> Task to carry out:
Your answer should be the complete set of entries, transcribed exactly.

··· Information shown ···

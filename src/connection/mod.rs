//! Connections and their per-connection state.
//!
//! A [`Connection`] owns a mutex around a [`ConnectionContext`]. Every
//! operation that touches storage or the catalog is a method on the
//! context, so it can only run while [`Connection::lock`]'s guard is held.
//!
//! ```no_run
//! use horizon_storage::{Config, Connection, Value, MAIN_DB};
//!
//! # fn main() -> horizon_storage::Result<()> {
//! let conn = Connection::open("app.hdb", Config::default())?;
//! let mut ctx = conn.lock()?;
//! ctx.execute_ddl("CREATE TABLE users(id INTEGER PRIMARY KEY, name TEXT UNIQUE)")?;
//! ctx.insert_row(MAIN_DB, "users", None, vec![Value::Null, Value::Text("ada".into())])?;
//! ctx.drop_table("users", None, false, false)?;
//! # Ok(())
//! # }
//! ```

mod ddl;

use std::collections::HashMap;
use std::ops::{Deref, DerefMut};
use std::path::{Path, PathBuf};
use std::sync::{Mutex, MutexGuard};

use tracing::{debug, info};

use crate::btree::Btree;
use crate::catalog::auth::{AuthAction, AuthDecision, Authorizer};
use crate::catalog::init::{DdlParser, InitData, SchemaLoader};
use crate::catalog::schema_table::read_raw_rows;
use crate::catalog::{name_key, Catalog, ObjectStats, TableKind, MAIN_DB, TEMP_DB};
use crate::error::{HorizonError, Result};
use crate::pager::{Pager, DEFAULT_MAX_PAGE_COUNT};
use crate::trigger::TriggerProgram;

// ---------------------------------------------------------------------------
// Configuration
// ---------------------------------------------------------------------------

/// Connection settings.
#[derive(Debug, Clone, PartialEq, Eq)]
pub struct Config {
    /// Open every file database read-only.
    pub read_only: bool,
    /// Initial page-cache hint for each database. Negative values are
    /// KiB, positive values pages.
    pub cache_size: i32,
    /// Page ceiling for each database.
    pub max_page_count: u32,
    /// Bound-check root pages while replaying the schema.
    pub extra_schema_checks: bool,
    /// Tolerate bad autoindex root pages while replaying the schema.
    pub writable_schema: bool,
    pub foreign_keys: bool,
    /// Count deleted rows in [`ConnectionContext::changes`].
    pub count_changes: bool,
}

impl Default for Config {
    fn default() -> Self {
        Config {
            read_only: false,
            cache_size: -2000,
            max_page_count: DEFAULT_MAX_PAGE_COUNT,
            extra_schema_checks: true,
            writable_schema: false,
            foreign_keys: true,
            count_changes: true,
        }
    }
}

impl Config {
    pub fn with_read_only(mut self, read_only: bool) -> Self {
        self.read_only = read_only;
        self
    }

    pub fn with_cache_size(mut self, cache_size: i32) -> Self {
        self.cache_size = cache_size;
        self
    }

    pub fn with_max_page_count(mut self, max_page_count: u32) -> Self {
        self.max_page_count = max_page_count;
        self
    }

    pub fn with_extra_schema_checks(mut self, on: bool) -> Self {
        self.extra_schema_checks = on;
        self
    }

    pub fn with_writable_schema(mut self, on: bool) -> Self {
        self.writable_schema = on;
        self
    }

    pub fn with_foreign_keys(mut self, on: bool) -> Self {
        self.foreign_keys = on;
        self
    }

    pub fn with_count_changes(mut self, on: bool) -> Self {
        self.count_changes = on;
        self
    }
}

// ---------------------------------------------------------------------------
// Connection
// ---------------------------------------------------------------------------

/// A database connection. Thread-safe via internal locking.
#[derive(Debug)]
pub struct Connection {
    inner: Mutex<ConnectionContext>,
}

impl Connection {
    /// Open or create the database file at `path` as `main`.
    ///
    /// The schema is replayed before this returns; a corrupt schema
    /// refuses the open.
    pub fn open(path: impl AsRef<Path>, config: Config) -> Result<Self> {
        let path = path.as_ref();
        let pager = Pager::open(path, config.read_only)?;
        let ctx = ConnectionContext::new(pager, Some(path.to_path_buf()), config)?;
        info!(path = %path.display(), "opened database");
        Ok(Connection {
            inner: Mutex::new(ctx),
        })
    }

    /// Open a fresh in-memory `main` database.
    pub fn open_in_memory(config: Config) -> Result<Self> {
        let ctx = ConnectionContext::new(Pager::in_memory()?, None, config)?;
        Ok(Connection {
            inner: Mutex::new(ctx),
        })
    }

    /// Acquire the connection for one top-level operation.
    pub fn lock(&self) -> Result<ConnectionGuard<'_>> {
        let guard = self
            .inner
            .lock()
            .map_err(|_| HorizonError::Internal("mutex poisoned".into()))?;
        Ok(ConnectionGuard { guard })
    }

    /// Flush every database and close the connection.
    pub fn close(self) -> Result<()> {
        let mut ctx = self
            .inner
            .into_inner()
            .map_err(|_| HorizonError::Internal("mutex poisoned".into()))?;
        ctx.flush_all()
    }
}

···

> Response to this exercise:
filename src/connection/mod.rs
//! Connections and their per-connection state.
//!
//! A [`Connection`] owns a mutex around a [`ConnectionContext`]. Every
//! operation that touches storage or the catalog is a method on the
//! context, so it can only run while [`Connection::lock`]'s guard is held.
//!
//! ```no_run
//! use horizon_storage::{Config, Connection, Value, MAIN_DB};
//!
//! # fn main() -> horizon_storage::Result<()> {
//! let conn = Connection::open("app.hdb", Config::default())?;
//! let mut ctx = conn.lock()?;
//! ctx.execute_ddl("CREATE TABLE users(id INTEGER PRIMARY KEY, name TEXT UNIQUE)")?;
//! ctx.insert_row(MAIN_DB, "users", None, vec![Value::Null, Value::Text("ada".into())])?;
//! ctx.drop_table("users", None, false, false)?;
//! # Ok(())
//! # }
//! ```

mod ddl;

use std::collections::HashMap;
use std::ops::{Deref, DerefMut};
use std::path::{Path, PathBuf};
use std::sync::{Mutex, MutexGuard};

use tracing::{debug, info};

use crate::btree::Btree;
use crate::catalog::auth::{AuthAction, AuthDecision, Authorizer};
use crate::catalog::init::{DdlParser, InitData, SchemaLoader};
use crate::catalog::schema_table::read_raw_rows;
use crate::catalog::{name_key, Catalog, ObjectStats, TableKind, MAIN_DB, TEMP_DB};
use crate::error::{HorizonError, Result};
use crate::pager::{Pager, DEFAULT_MAX_PAGE_COUNT};
use crate::trigger::TriggerProgram;

// ---------------------------------------------------------------------------
// Configuration
// ---------------------------------------------------------------------------

/// Connection settings.
#[derive(Debug, Clone, PartialEq, Eq)]
pub struct Config {
    /// Open every file database read-only.
    pub read_only: bool,
    /// Initial page-cache hint for each database. Negative values are
    /// KiB, positive values pages.
    pub cache_size: i32,
    /// Page ceiling for each database.
    pub max_page_count: u32,
    /// Bound-check root pages while replaying the schema.
    pub extra_schema_checks: bool,
    /// Tolerate bad autoindex root pages while replaying the schema.
    pub writable_schema: bool,
    pub foreign_keys: bool,
    /// Count deleted rows in [`ConnectionContext::changes`].
    pub count_changes: bool,
}

impl Default for Config {
    fn default() -> Self {
        Config {
            read_only: false,
            cache_size: -2000,
            max_page_count: DEFAULT_MAX_PAGE_COUNT,
            extra_schema_checks: true,
            writable_schema: false,
            foreign_keys: true,
            count_changes: true,
        }
    }
}

impl Config {
    pub fn with_read_only(mut self, read_only: bool) -> Self {
        self.read_only = read_only;
        self
    }

    pub fn with_cache_size(mut self, cache_size: i32) -> Self {
        self.cache_size = cache_size;
        self
    }

    pub fn with_max_page_count(mut self, max_page_count: u32) -> Self {
        self.max_page_count = max_page_count;
        self
    }

    pub fn with_extra_schema_checks(mut self, on: bool) -> Self {
        self.extra_schema_checks = on;
        self
    }

    pub fn with_writable_schema(mut self, on: bool) -> Self {
        self.writable_schema = on;
        self
    }

    pub fn with_foreign_keys(mut self, on: bool) -> Self {
        self.foreign_keys = on;
        self
    }

    pub fn with_count_changes(mut self, on: bool) -> Self {
        self.count_changes = on;
        self
    }
}

// ---------------------------------------------------------------------------
// Connection
// ---------------------------------------------------------------------------

/// A database connection. Thread-safe via internal locking.
#[derive(Debug)]
pub struct Connection {
    inner: Mutex<ConnectionContext>,
}

impl Connection {
    /// Open or create the database file at `path` as `main`.
    ///
    /// The schema is replayed before this returns; a corrupt schema
    /// refuses the open.
    pub fn open(path: impl AsRef<Path>, config: Config) -> Result<Self> {
        let path = path.as_ref();
        let pager = Pager::open(path, config.read_only)?;
        let ctx = ConnectionContext::new(pager, Some(path.to_path_buf()), config)?;
        info!(path = %path.display(), "opened database");
        Ok(Connection {
            inner: Mutex::new(ctx),
        })
    }

    /// Open a fresh in-memory `main` database.
    pub fn open_in_memory(config: Config) -> Result<Self> {
        let ctx = ConnectionContext::new(Pager::in_memory()?, None, config)?;
        Ok(Connection {
            inner: Mutex::new(ctx),
        })
    }

    /// Acquire the connection for one top-level operation.
    pub fn lock(&self) -> Result<ConnectionGuard<'_>> {
        let guard = self
            .inner
            .lock()
            .map_err(|_| HorizonError::Internal("mutex poisoned".into()))?;
        Ok(ConnectionGuard { guard })
    }

    /// Flush every database and close the connection.
    pub fn close(self) -> Result<()> {
        let mut ctx = self
            .inner
            .into_inner()
            .map_err(|_| HorizonError::Internal("mutex poisoned".into()))?;
        ctx.flush_all()
    }
}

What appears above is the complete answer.